// ==========================================
// 度假村报价表识别引擎 - 元数据提取引擎
// ==========================================
// 职责: 度假村名称 / 目的地 / 币种 / 季节 / 特殊时段 / 有效期
// 输入: 整个工作簿（工作表名 + 网格）
// 输出: ResortMetadata（逐字段置信度 + 来源位置）
// ==========================================
// 红线: 扫描窗口有界（每表前 50 行 × 20 列）
// 红线: 无年份日期用 reference_year 补全，不读取系统时钟
// ==========================================

use crate::config::{MetadataConfig, RecognitionConfig};
use crate::domain::grid::{CellGrid, CellRef, Workbook};
use crate::domain::metadata::{
    CurrencyTally, DateRange, ResortMetadata, SourceLocation, SpecialPeriod, ValidityWindow,
};
use crate::domain::types::{Currency, SpecialPeriodKind};
use crate::engine::pricing::currency_hits;
use crate::engine::vocabulary::{
    canonical_month, GENERIC_SHEET_NAMES, MONTHS, NAME_BOILERPLATE_WORDS, SPECIAL_PERIOD_PATTERNS,
};
use chrono::NaiveDate;
use regex::Regex;
use std::collections::{BTreeMap, HashSet};
use std::sync::LazyLock;
use tracing::{debug, info, instrument};

/// 置信度常量
const SHEET_NAME_CONFIDENCE: f64 = 0.7;
const LABEL_CONFIDENCE: f64 = 0.6;
const DEFAULT_CURRENCY_CONFIDENCE: f64 = 0.3;
const SEASON_CONFIDENCE: f64 = 0.6;
const FULL_VALIDITY_CONFIDENCE: f64 = 0.9;
const PARTIAL_VALIDITY_CONFIDENCE: f64 = 0.8;

/// 币种命中示例上限
const MAX_CURRENCY_EXAMPLES: usize = 3;

/// 全大写名称的最大字母数
const MAX_ALL_CAPS_LETTERS: usize = 10;

/// 单个日期（数字或英文月份）
const DATE: &str = r"(?:\d{4}-\d{1,2}-\d{1,2}|\d{1,2}[./-]\d{1,2}[./-]\d{2,4}|\d{1,2}\s+[a-z]{3,9}\.?,?\s+\d{4}|[a-z]{3,9}\.?\s+\d{1,2},?\s+\d{4})";

/// 英文月份（全称或缩写）
const MONTH_TOKEN: &str =
    r"(?:jan(?:uary)?|feb(?:ruary)?|mar(?:ch)?|apr(?:il)?|may|june?|july?|aug(?:ust)?|sept?(?:ember)?|oct(?:ober)?|nov(?:ember)?|dec(?:ember)?)\.?";

static LABEL_RE: LazyLock<Regex> = LazyLock::new(|| {
    Regex::new(r"(?i)^\s*(resort|property|destination|location)(?:\s+name)?\s*:\s*(.*?)\s*$").unwrap()
});

static SEASON_RE: LazyLock<Regex> = LazyLock::new(|| {
    Regex::new(
        r"(?i)\b(?:winter|summer|spring|autumn)\s+(?:season\b(?:\s+\d{4}(?:\s*[/–-]\s*\d{2,4})?)?|\d{4}(?:\s*[/–-]\s*\d{2,4})?)",
    )
    .unwrap()
});

static DATE_RANGE_RE: LazyLock<Regex> = LazyLock::new(|| {
    Regex::new(&format!(
        r"(?i)({DATE})\s*(?:[–-]|\bto\b|\buntil\b|\btill\b)\s*({DATE})"
    ))
    .unwrap()
});

static VALID_FROM_RE: LazyLock<Regex> = LazyLock::new(|| {
    Regex::new(&format!(r"(?i)\bvalid\s+(?:from|as\s+of)\s*:?\s*({DATE})")).unwrap()
});

static VALID_TO_RE: LazyLock<Regex> = LazyLock::new(|| {
    Regex::new(&format!(
        r"(?i)\b(?:valid\s+(?:to|until|till|through)|until|expires?(?:\s+on)?)\s*:?\s*({DATE})"
    ))
    .unwrap()
});

static DAY_SPAN_RE: LazyLock<Regex> = LazyLock::new(|| {
    Regex::new(&format!(
        r"(?i)\b(\d{{1,2}})\s*(?:[–-]|to)\s*(\d{{1,2}})\s+({MONTH_TOKEN})(?:\s|$|\))"
    ))
    .unwrap()
});

static CROSS_SPAN_RE: LazyLock<Regex> = LazyLock::new(|| {
    Regex::new(&format!(
        r"(?i)\b(\d{{1,2}})\s+({MONTH_TOKEN})\s*(?:[–-]|to)\s*(\d{{1,2}})\s+({MONTH_TOKEN})(?:\s|$|\))"
    ))
    .unwrap()
});

static SPECIAL_PERIOD_RES: LazyLock<Vec<(&'static str, SpecialPeriodKind, Regex)>> =
    LazyLock::new(|| {
        SPECIAL_PERIOD_PATTERNS
            .iter()
            .map(|(name, kind, pattern)| (*name, *kind, Regex::new(pattern).unwrap()))
            .collect()
    });

// ==========================================
// 度假村名称候选
// ==========================================
#[derive(Debug, Clone)]
struct NameCandidate {
    name: String,
    confidence: f64,
    source: SourceLocation,
}

// ==========================================
// MetadataExtractor - 元数据提取引擎
// ==========================================
pub struct MetadataExtractor {
    config: MetadataConfig,
}

impl MetadataExtractor {
    /// 创建引擎（默认配置）
    pub fn new() -> Self {
        Self::with_config(&RecognitionConfig::default())
    }

    pub fn with_config(config: &RecognitionConfig) -> Self {
        Self {
            config: config.metadata.clone(),
        }
    }

    // ==========================================
    // 主入口
    // ==========================================

    /// 提取度假村元数据
    ///
    /// # 返回
    /// 始终返回结果；缺失字段为 None，置信度表中不出现
    #[instrument(skip(self, workbook), fields(sheets = workbook.sheets.len()))]
    pub fn extract_metadata(&self, workbook: &Workbook) -> ResortMetadata {
        let mut metadata = ResortMetadata {
            resort_name: None,
            destination: None,
            currency: Currency::Eur,
            season: None,
            validity: None,
            special_periods: Vec::new(),
            confidence: BTreeMap::new(),
            sources: BTreeMap::new(),
            currency_hits: BTreeMap::new(),
        };

        self.extract_names(workbook, &mut metadata);
        self.extract_currency(workbook, &mut metadata);
        self.extract_season(workbook, &mut metadata);
        metadata.special_periods = self.extract_special_periods(workbook);
        self.extract_validity(workbook, &mut metadata);

        info!(
            resort = metadata.resort_name.as_deref().unwrap_or("-"),
            currency = %metadata.currency,
            special_periods = metadata.special_periods.len(),
            has_validity = metadata.validity.is_some(),
            "元数据提取完成"
        );
        metadata
    }

    // ==========================================
    // 名称 / 目的地
    // ==========================================

    fn extract_names(&self, workbook: &Workbook, metadata: &mut ResortMetadata) {
        let mut candidates: Vec<NameCandidate> = Vec::new();

        for sheet in &workbook.sheets {
            let name = sheet.name.trim();
            if is_generic_sheet_name(name) || !is_plausible_name(name) {
                debug!(sheet = %name, "工作表名不符合名称特征，跳过");
                continue;
            }
            candidates.push(NameCandidate {
                name: name.to_string(),
                confidence: SHEET_NAME_CONFIDENCE,
                source: SourceLocation::sheet_name(&sheet.name),
            });
        }

        for sheet in &workbook.sheets {
            for (row, col, text) in self.window_texts(&sheet.grid) {
                let Some(caps) = LABEL_RE.captures(text) else {
                    continue;
                };
                let label = caps[1].to_lowercase();
                let inline = caps[2].trim();
                let (value, cell) = if inline.is_empty() {
                    match sheet.grid.text_at(row, col + 1) {
                        Some(next) => (next, CellRef::new(row, col + 1)),
                        None => continue,
                    }
                } else {
                    (inline, CellRef::new(row, col))
                };
                if !is_plausible_name(value) || is_generic_sheet_name(value) {
                    continue;
                }

                let source = SourceLocation::cell(&sheet.name, cell);
                if matches!(label.as_str(), "destination" | "location") && metadata.destination.is_none() {
                    metadata.destination = Some(value.to_string());
                    metadata.confidence.insert("destination".to_string(), LABEL_CONFIDENCE);
                    metadata.sources.insert("destination".to_string(), source.clone());
                }
                candidates.push(NameCandidate {
                    name: value.to_string(),
                    confidence: LABEL_CONFIDENCE,
                    source,
                });
            }
        }

        // 置信度最高者；平局取先出现者
        let best = candidates.into_iter().fold(None, |best: Option<NameCandidate>, c| match best {
            Some(b) if b.confidence >= c.confidence => Some(b),
            _ => Some(c),
        });
        if let Some(best) = best {
            debug!(name = %best.name, confidence = best.confidence, "度假村名称已确定");
            metadata.resort_name = Some(best.name);
            metadata.confidence.insert("resort_name".to_string(), best.confidence);
            metadata.sources.insert("resort_name".to_string(), best.source);
        }
    }

    // ==========================================
    // 币种
    // ==========================================

    fn extract_currency(&self, workbook: &Workbook, metadata: &mut ResortMetadata) {
        let mut tallies: BTreeMap<Currency, CurrencyTally> = BTreeMap::new();
        for sheet in &workbook.sheets {
            for (currency, cells) in currency_hits(&sheet.grid, self.config.scan_rows, self.config.scan_cols) {
                let tally = tallies.entry(currency).or_default();
                tally.count += cells.len();
                for cell in cells {
                    if tally.examples.len() < MAX_CURRENCY_EXAMPLES {
                        tally.examples.push(SourceLocation::cell(&sheet.name, cell));
                    }
                }
            }
        }

        let total: usize = tallies.values().map(|t| t.count).sum();
        let winner = tallies
            .iter()
            .fold(None, |best: Option<(Currency, &CurrencyTally)>, (currency, tally)| match best {
                Some((_, b)) if b.count >= tally.count => best,
                _ => Some((*currency, tally)),
            });

        match winner {
            Some((currency, tally)) if total > 0 => {
                metadata.currency = currency;
                metadata
                    .confidence
                    .insert("currency".to_string(), tally.count as f64 / total as f64);
                if let Some(first) = tally.examples.first() {
                    metadata.sources.insert("currency".to_string(), first.clone());
                }
            }
            _ => {
                debug!("未发现币种标记，默认 EUR");
                metadata.currency = Currency::Eur;
                metadata
                    .confidence
                    .insert("currency".to_string(), DEFAULT_CURRENCY_CONFIDENCE);
            }
        }
        metadata.currency_hits = tallies;
    }

    // ==========================================
    // 季节
    // ==========================================

    fn extract_season(&self, workbook: &Workbook, metadata: &mut ResortMetadata) {
        for sheet in &workbook.sheets {
            for (row, col, text) in self.window_texts(&sheet.grid) {
                if let Some(m) = SEASON_RE.find(text) {
                    metadata.season = Some(m.as_str().trim().to_string());
                    metadata.confidence.insert("season".to_string(), SEASON_CONFIDENCE);
                    metadata
                        .sources
                        .insert("season".to_string(), SourceLocation::cell(&sheet.name, CellRef::new(row, col)));
                    return;
                }
            }
        }
    }

    // ==========================================
    // 特殊时段
    // ==========================================

    /// 每个时段名至多记录一次（首次出现）
    fn extract_special_periods(&self, workbook: &Workbook) -> Vec<SpecialPeriod> {
        let mut periods = Vec::new();
        let mut seen: HashSet<&str> = HashSet::new();

        for sheet in &workbook.sheets {
            for (row, col, text) in self.window_texts(&sheet.grid) {
                for (name, kind, re) in SPECIAL_PERIOD_RES.iter() {
                    if seen.contains(name) || !re.is_match(text) {
                        continue;
                    }
                    seen.insert(*name);

                    let date_range = parse_period_range(text, self.config.reference_year).or_else(|| {
                        sheet
                            .grid
                            .text_at(row, col + 1)
                            .and_then(|next| parse_period_range(next, self.config.reference_year))
                    });
                    debug!(period = %name, has_range = date_range.is_some(), "特殊时段");
                    periods.push(SpecialPeriod {
                        name: name.to_string(),
                        kind: *kind,
                        date_range,
                        source: SourceLocation::cell(&sheet.name, CellRef::new(row, col)),
                    });
                }
            }
        }
        periods
    }

    // ==========================================
    // 有效期
    // ==========================================

    /// 完整区间（"valid from X to Y" 或裸日期区间）优先；否则合并单侧短语
    fn extract_validity(&self, workbook: &Workbook, metadata: &mut ResortMetadata) {
        let mut from: Option<(NaiveDate, SourceLocation)> = None;
        let mut to: Option<(NaiveDate, SourceLocation)> = None;

        for sheet in &workbook.sheets {
            for (row, col, text) in self.window_texts(&sheet.grid) {
                let location = SourceLocation::cell(&sheet.name, CellRef::new(row, col));
                // 时段名单元格及其右侧日期单元格属于特殊时段，不作为有效期
                let beside_period = col
                    .checked_sub(1)
                    .and_then(|left| sheet.grid.text_at(row, left))
                    .is_some_and(names_special_period);

                if !names_special_period(text) && !beside_period {
                    if let Some(range) = parse_date_range(text) {
                        metadata.validity = Some(ValidityWindow {
                            from: Some(range.start),
                            to: Some(range.end),
                        });
                        metadata
                            .confidence
                            .insert("validity".to_string(), FULL_VALIDITY_CONFIDENCE);
                        metadata.sources.insert("validity".to_string(), location);
                        return;
                    }
                }

                if from.is_none() {
                    from = capture_date(&VALID_FROM_RE, text).map(|d| (d, location.clone()));
                }
                if to.is_none() {
                    to = capture_date(&VALID_TO_RE, text).map(|d| (d, location.clone()));
                }
            }
        }

        let confidence = match (&from, &to) {
            (Some(_), Some(_)) => FULL_VALIDITY_CONFIDENCE,
            (Some(_), None) | (None, Some(_)) => PARTIAL_VALIDITY_CONFIDENCE,
            (None, None) => return,
        };
        let source = from
            .as_ref()
            .or(to.as_ref())
            .map(|(_, location)| location.clone());
        metadata.validity = Some(ValidityWindow {
            from: from.map(|(d, _)| d),
            to: to.map(|(d, _)| d),
        });
        metadata.confidence.insert("validity".to_string(), confidence);
        if let Some(source) = source {
            metadata.sources.insert("validity".to_string(), source);
        }
    }

    /// 扫描窗口内的非空文本单元格（行优先）
    fn window_texts<'a>(&self, grid: &'a CellGrid) -> impl Iterator<Item = (usize, usize, &'a str)> + 'a {
        let rows = grid.height().min(self.config.scan_rows);
        let cols = grid.width().min(self.config.scan_cols);
        (0..rows).flat_map(move |row| {
            (0..cols).filter_map(move |col| grid.text_at(row, col).map(|text| (row, col, text)))
        })
    }
}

== WHAT TO DO ==
Filter the listing above for lines with the word "instrument", and copy each one you find.

== ANSWER BOX ==
use tracing::{debug, info, instrument};
    #[instrument(skip(self, workbook), fields(sheets = workbook.sheets.len()))]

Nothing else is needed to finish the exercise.